Where "Deserialize" appears in a line of the entries below, that line should be copied.

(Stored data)

------------------------

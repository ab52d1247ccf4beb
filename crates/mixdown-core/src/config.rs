//! Persisted engine settings

use serde::{Deserialize, Serialize};

use crate::buffer::{DEFAULT_CHANNELS, DEFAULT_FRAMES_PER_PERIOD, MAX_CHANNELS};
use crate::error::{MixdownError, Result};
use crate::quality::{QualityMode, QualitySettings};

pub const DEFAULT_SAMPLE_RATE: u32 = 44100;
pub const DEFAULT_FIFO_DEPTH: usize = 4;
pub const DEFAULT_POOL_DEPTH: usize = 3;
pub const MIN_FRAMES_PER_PERIOD: usize = 32;
pub const MAX_FRAMES_PER_PERIOD: usize = 8192;
/// Highest base rate; oversampled by 8x it still fits a `u32`
pub const MAX_SAMPLE_RATE: u32 = 384_000;

/// Quality as stored on disk: a preset name or explicit settings
#[derive(Debug, Clone, Copy, PartialEq, Eq, Serialize, Deserialize)]
#[serde(untagged)]
pub enum QualityConfig {
    Preset(QualityMode),
    Custom(QualitySettings),
}

impl QualityConfig {
    pub fn settings(&self) -> QualitySettings {
        match self {
            Self::Preset(mode) => QualitySettings::from_mode(*mode),
            Self::Custom(settings) => *settings,
        }
    }
}

impl Default for QualityConfig {
    fn default() -> Self {
        Self::Preset(QualityMode::Draft)
    }
}

/// Engine configuration read from the settings store
#[derive(Debug, Clone, PartialEq, Serialize, Deserialize)]
#[serde(default)]
pub struct EngineConfig {
    pub quality: QualityConfig,
    pub frames_per_period: usize,
    /// Master bus channel count (2 stereo, 4 surround)
    pub channels: usize,
    /// Base sample rate in Hz
    pub sample_rate: u32,
    /// Worker thread hint, 0 picks the hardware concurrency
    pub worker_threads: usize,
    /// Prebuffer periods on a writer thread
    pub fifo: bool,
    pub fifo_depth: usize,
    pub pool_depth: usize,
    /// Preferred audio backend name, tried before the others
    pub audio_backend: Option<String>,
    pub master_gain: f32,
}

impl Default for EngineConfig {
    fn default() -> Self {
        Self {
            quality: QualityConfig::default(),
            frames_per_period: DEFAULT_FRAMES_PER_PERIOD,
            channels: DEFAULT_CHANNELS,
            sample_rate: DEFAULT_SAMPLE_RATE,
            worker_threads: 0,
            fifo: true,
            fifo_depth: DEFAULT_FIFO_DEPTH,
            pool_depth: DEFAULT_POOL_DEPTH,
            audio_backend: None,
            master_gain: 1.0,
        }
    }
}

impl EngineConfig {
    pub fn quality_settings(&self) -> QualitySettings {
        self.quality.settings()
    }

    /// Reject values the engine cannot allocate buffers for
    pub fn validate(&self) -> Result<()> {
        if !(MIN_FRAMES_PER_PERIOD..=MAX_FRAMES_PER_PERIOD).contains(&self.frames_per_period) {
            return Err(MixdownError::InvalidPeriod(self.frames_per_period));
        }
        if self.channels == 0 || self.channels > MAX_CHANNELS {
            return Err(MixdownError::InvalidChannels(self.channels));
        }
        if self.sample_rate == 0 || self.sample_rate > MAX_SAMPLE_RATE {
            return Err(MixdownError::InvalidSampleRate(self.sample_rate));
        }
        Ok(())
    }

    /// Worker count after resolving the automatic setting
    pub fn resolved_worker_threads(&self) -> usize {
        if self.worker_threads > 0 {
            return self.worker_threads;
        }
        std::thread::available_parallelism()
            .map(|n| n.get())
            .unwrap_or(1)
    }
}

#[cfg(test)]
mod tests {
    use super::*;
    use crate::quality::{Interpolation, Oversampling};

    #[test]
    fn test_defaults_validate() {
        assert!(EngineConfig::default().validate().is_ok());
    }

    #[test]
    fn test_invalid_period_rejected() {
        let config = EngineConfig { frames_per_period: 8, ..Default::default() };
        assert!(matches!(config.validate(), Err(MixdownError::InvalidPeriod(8))));
    }

    #[test]
    fn test_invalid_channels_rejected() {
        let config = EngineConfig { channels: 6, ..Default::default() };
        assert!(matches!(config.validate(), Err(MixdownError::InvalidChannels(6))));
    }

    #[test]
    fn test_zero_sample_rate_rejected() {
        let config = EngineConfig { sample_rate: 0, ..Default::default() };
        assert!(matches!(config.validate(), Err(MixdownError::InvalidSampleRate(0))));
    }

    #[test]
    fn test_huge_sample_rate_rejected() {
        let config = EngineConfig {
            sample_rate: 600_000_000,
            quality: QualityConfig::Preset(QualityMode::FinalMix),
            ..Default::default()
        };
        assert!(matches!(config.validate(), Err(MixdownError::InvalidSampleRate(600_000_000))));

        let highest = EngineConfig {
            sample_rate: MAX_SAMPLE_RATE,
            quality: QualityConfig::Preset(QualityMode::FinalMix),
            ..Default::default()
        };
        assert!(highest.validate().is_ok());
        let multiplier = highest.quality_settings().sample_rate_multiplier() as u32;
        let processing = highest.sample_rate.checked_mul(multiplier);
        assert!(processing.is_some());
    }

    #[test]
    fn test_quality_config_forms() {
        let preset: QualityConfig = serde_json::from_str("\"final-mix\"").unwrap();
        assert_eq!(preset.settings(), QualitySettings::final_mix());

        let custom = QualityConfig::Custom(QualitySettings::new(
            Interpolation::SincMedium,
            Oversampling::X4,
            true,
            false,
        ));
        let json = serde_json::to_string(&custom).unwrap();
        let back: QualityConfig = serde_json::from_str(&json).unwrap();
        assert_eq!(back, custom);
    }

    #[test]
    fn test_explicit_worker_count() {
        let config = EngineConfig { worker_threads: 3, ..Default::default() };
        assert_eq!(config.resolved_worker_threads(), 3);
        assert!(EngineConfig::default().resolved_worker_threads() >= 1);
    }
}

------------------------

[Exercise solution]
use serde::{Deserialize, Serialize};
#[derive(Debug, Clone, Copy, PartialEq, Eq, Serialize, Deserialize)]
#[derive(Debug, Clone, PartialEq, Serialize, Deserialize)]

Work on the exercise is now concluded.